Shanghai-China has the highest scores in mathematics, with a mean score of 613 points—119 points, or the equivalent of nearly three years of schooling, above the OECD average. Singapore, Hong Kong-China, Chinese Taipei, Korea, Macao-China, Japan, Liechtenstein, Switzerland, and the Netherlands, in descending order, round out the top ten performers in mathematics.
Of the 64 countries and economies with trend data for the years 2003–2012, 25 countries improved in mathematics performance.
Across the OECD countries, an average of 13% of students are top performers in mathematics, achieving Levels 5 or 6; they can develop and work with models for complex situations, and work strategically using broad, well-developed thinking and reasoning skills.
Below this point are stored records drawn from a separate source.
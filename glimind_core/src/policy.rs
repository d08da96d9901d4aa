//! Dosage policy table.
//!
//! Holds the band thresholds and unit counts in one place so the classifier
//! is a table lookup plus a midday predicate.
//!
//! | Band                 | mg/dL       | Severity | Midday | Other |
//! |----------------------|-------------|----------|--------|-------|
//! | Hypoglycemia         | < 70        | Danger   | -      | -     |
//! | Normal               | 70 ..= 139  | Success  | 1      | 0     |
//! | Elevated             | 140 ..= 250 | Warning  | 2      | 1     |
//! | Severe hyperglycemia | > 250       | Danger   | 3      | 2     |

use crate::types::{Band, Severity};
use once_cell::sync::Lazy;

/// First hour (inclusive) of the midday window
pub const MIDDAY_START_HOUR: u32 = 11;
/// Last hour (inclusive) of the midday window
pub const MIDDAY_END_HOUR: u32 = 14;

/// Insulin units prescribed for a band
#[derive(Clone, Copy, Debug, PartialEq, Eq)]
pub struct Dose {
    pub midday: u32,
    pub other: u32,
}

/// One row of the dosage table. Bounds are inclusive; `None` is unbounded.
#[derive(Clone, Debug, PartialEq, Eq)]
pub struct DosageBand {
    pub band: Band,
    pub severity: Severity,
    pub min: Option<i32>,
    pub max: Option<i32>,
    pub dose: Option<Dose>,
}

impl DosageBand {
    pub fn contains(&self, level: i32) -> bool {
        self.min.map_or(true, |min| level >= min) && self.max.map_or(true, |max| level <= max)
    }

    pub fn units(&self, midday: bool) -> Option<u32> {
        self.dose
            .map(|dose| if midday { dose.midday } else { dose.other })
    }
}

/// Ordered, non-overlapping set of glucose bands
#[derive(Clone, Debug)]
pub struct DosageTable {
    bands: Vec<DosageBand>,
}

/// Cached standard table - built once and shared
static STANDARD_TABLE: Lazy<DosageTable> = Lazy::new(DosageTable::build_standard);

impl DosageTable {
    /// The canonical table
    pub fn standard() -> &'static DosageTable {
        &STANDARD_TABLE
    }

    fn build_standard() -> DosageTable {
        DosageTable {
            bands: vec![
                DosageBand {
                    band: Band::Hypoglycemia,
                    severity: Severity::Danger,
                    min: None,
                    max: Some(69),
                    dose: None,
                },
                DosageBand {
                    band: Band::Normal,
                    severity: Severity::Success,
                    min: Some(70),
                    max: Some(139),
                    dose: Some(Dose { midday: 1, other: 0 }),
                },
                DosageBand {
                    band: Band::Elevated,
                    severity: Severity::Warning,
                    min: Some(140),
                    max: Some(250),
                    dose: Some(Dose { midday: 2, other: 1 }),
                },
                DosageBand {
                    band: Band::SevereHyperglycemia,
                    severity: Severity::Danger,
                    min: Some(251),
                    max: None,
                    dose: Some(Dose { midday: 3, other: 2 }),
                },
            ],
        }
    }

    pub fn bands(&self) -> &[DosageBand] {
        &self.bands
    }

    /// Row for a band index, if any
    pub fn row(&self, index: usize) -> Option<&DosageBand> {
        self.bands.get(index)
    }

    /// Band containing `level`
    pub fn band_for(&self, level: i32) -> Band {
        self.bands
            .iter()
            .find(|row| row.contains(level))
            .map(|row| row.band)
            .unwrap_or(Band::Hypoglycemia)
    }

    /// Unit count for a band index and midday flag
    pub fn units_for(&self, index: usize, midday: bool) -> Option<u32> {
        self.row(index).and_then(|row| row.units(midday))
    }

    /// Validate the table for consistency
    ///
    /// Returns a list of validation errors, or empty Vec if valid.
    pub fn validate(&self) -> Vec<String> {
        let mut errors = Vec::new();

        let Some(first) = self.bands.first() else {
            errors.push("Dosage table has no bands".to_string());
            return errors;
        };
        if first.min.is_some() {
            errors.push(format!("Lowest band {:?} must be unbounded below", first.band));
        }
        if first.dose.is_some() {
            errors.push(format!("Lowest band {:?} must not prescribe insulin", first.band));
        }

        if let Some(last) = self.bands.last() {
            if last.max.is_some() {
                errors.push(format!("Highest band {:?} must be unbounded above", last.band));
            }
        }

        for (index, row) in self.bands.iter().enumerate() {
            if row.band.index() != index {
                errors.push(format!(
                    "Band {:?} is at position {} but has index {}",
                    row.band,
                    index,
                    row.band.index()
                ));
            }
            if let (Some(min), Some(max)) = (row.min, row.max) {
                if min > max {
                    errors.push(format!("Band {:?} has min {} > max {}", row.band, min, max));
                }
            }
            if let Some(dose) = row.dose {
                if dose.midday < dose.other {
                    errors.push(format!(
                        "Band {:?} prescribes fewer midday units than otherwise",
                        row.band
                    ));
                }
            }
        }

        for pair in self.bands.windows(2) {
            let (lower, upper) = (&pair[0], &pair[1]);
            match (lower.max, upper.min) {
                (Some(max), Some(min)) if max + 1 == min => {}
                _ => errors.push(format!(
                    "Bands {:?} and {:?} are not contiguous",
                    lower.band, upper.band
                )),
            }
        }

        errors
    }
}

/// Band containing `level` in the standard table
pub fn band_for(level: i32) -> Band {
    DosageTable::standard().band_for(level)
}

/// Unit count for a band index and midday flag in the standard table
pub fn units_for(index: usize, midday: bool) -> Option<u32> {
    DosageTable::standard().units_for(index, midday)
}

/// Severity of a band in the standard table
pub fn severity_for(band: Band) -> Severity {
    DosageTable::standard()
        .row(band.index())
        .map(|row| row.severity)
        .unwrap_or(Severity::Danger)
}

/// Whether an hour of day falls in the lunch window
pub fn is_midday_hour(hour: u32) -> bool {
    (MIDDAY_START_HOUR..=MIDDAY_END_HOUR).contains(&hour)
}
The partner economy Shanghai-China has the largest proportion of students performing at these levels (55%), followed by Singapore (40%), Chinese Taipei (37%) and Hong Kong-China (34%). At the same time, however, 23% of students in OECD countries, and 32% of students in all participating countries and economies, did not reach the baseline Level 2 in the PISA mathematics assessment. At this level, students can extract relevant information from a single source and use basic algorithms, formulae, procedures, or conventions to solve problems involving whole numbers.
Between 2003 and 2012, Italy, Poland, and Portugal increased their share of top performers and simultaneously reduced their share of low performers in mathematics.
Boys perform better than girls in mathematics in only 38 out of the 65 countries and economies that participated in PISA 2012, and girls outperform boys in 5 countries.
Shanghai-China, Hong Kong-China, Singapore, Japan and Korea are the five highest-performing countries and economies in reading in PISA 2012.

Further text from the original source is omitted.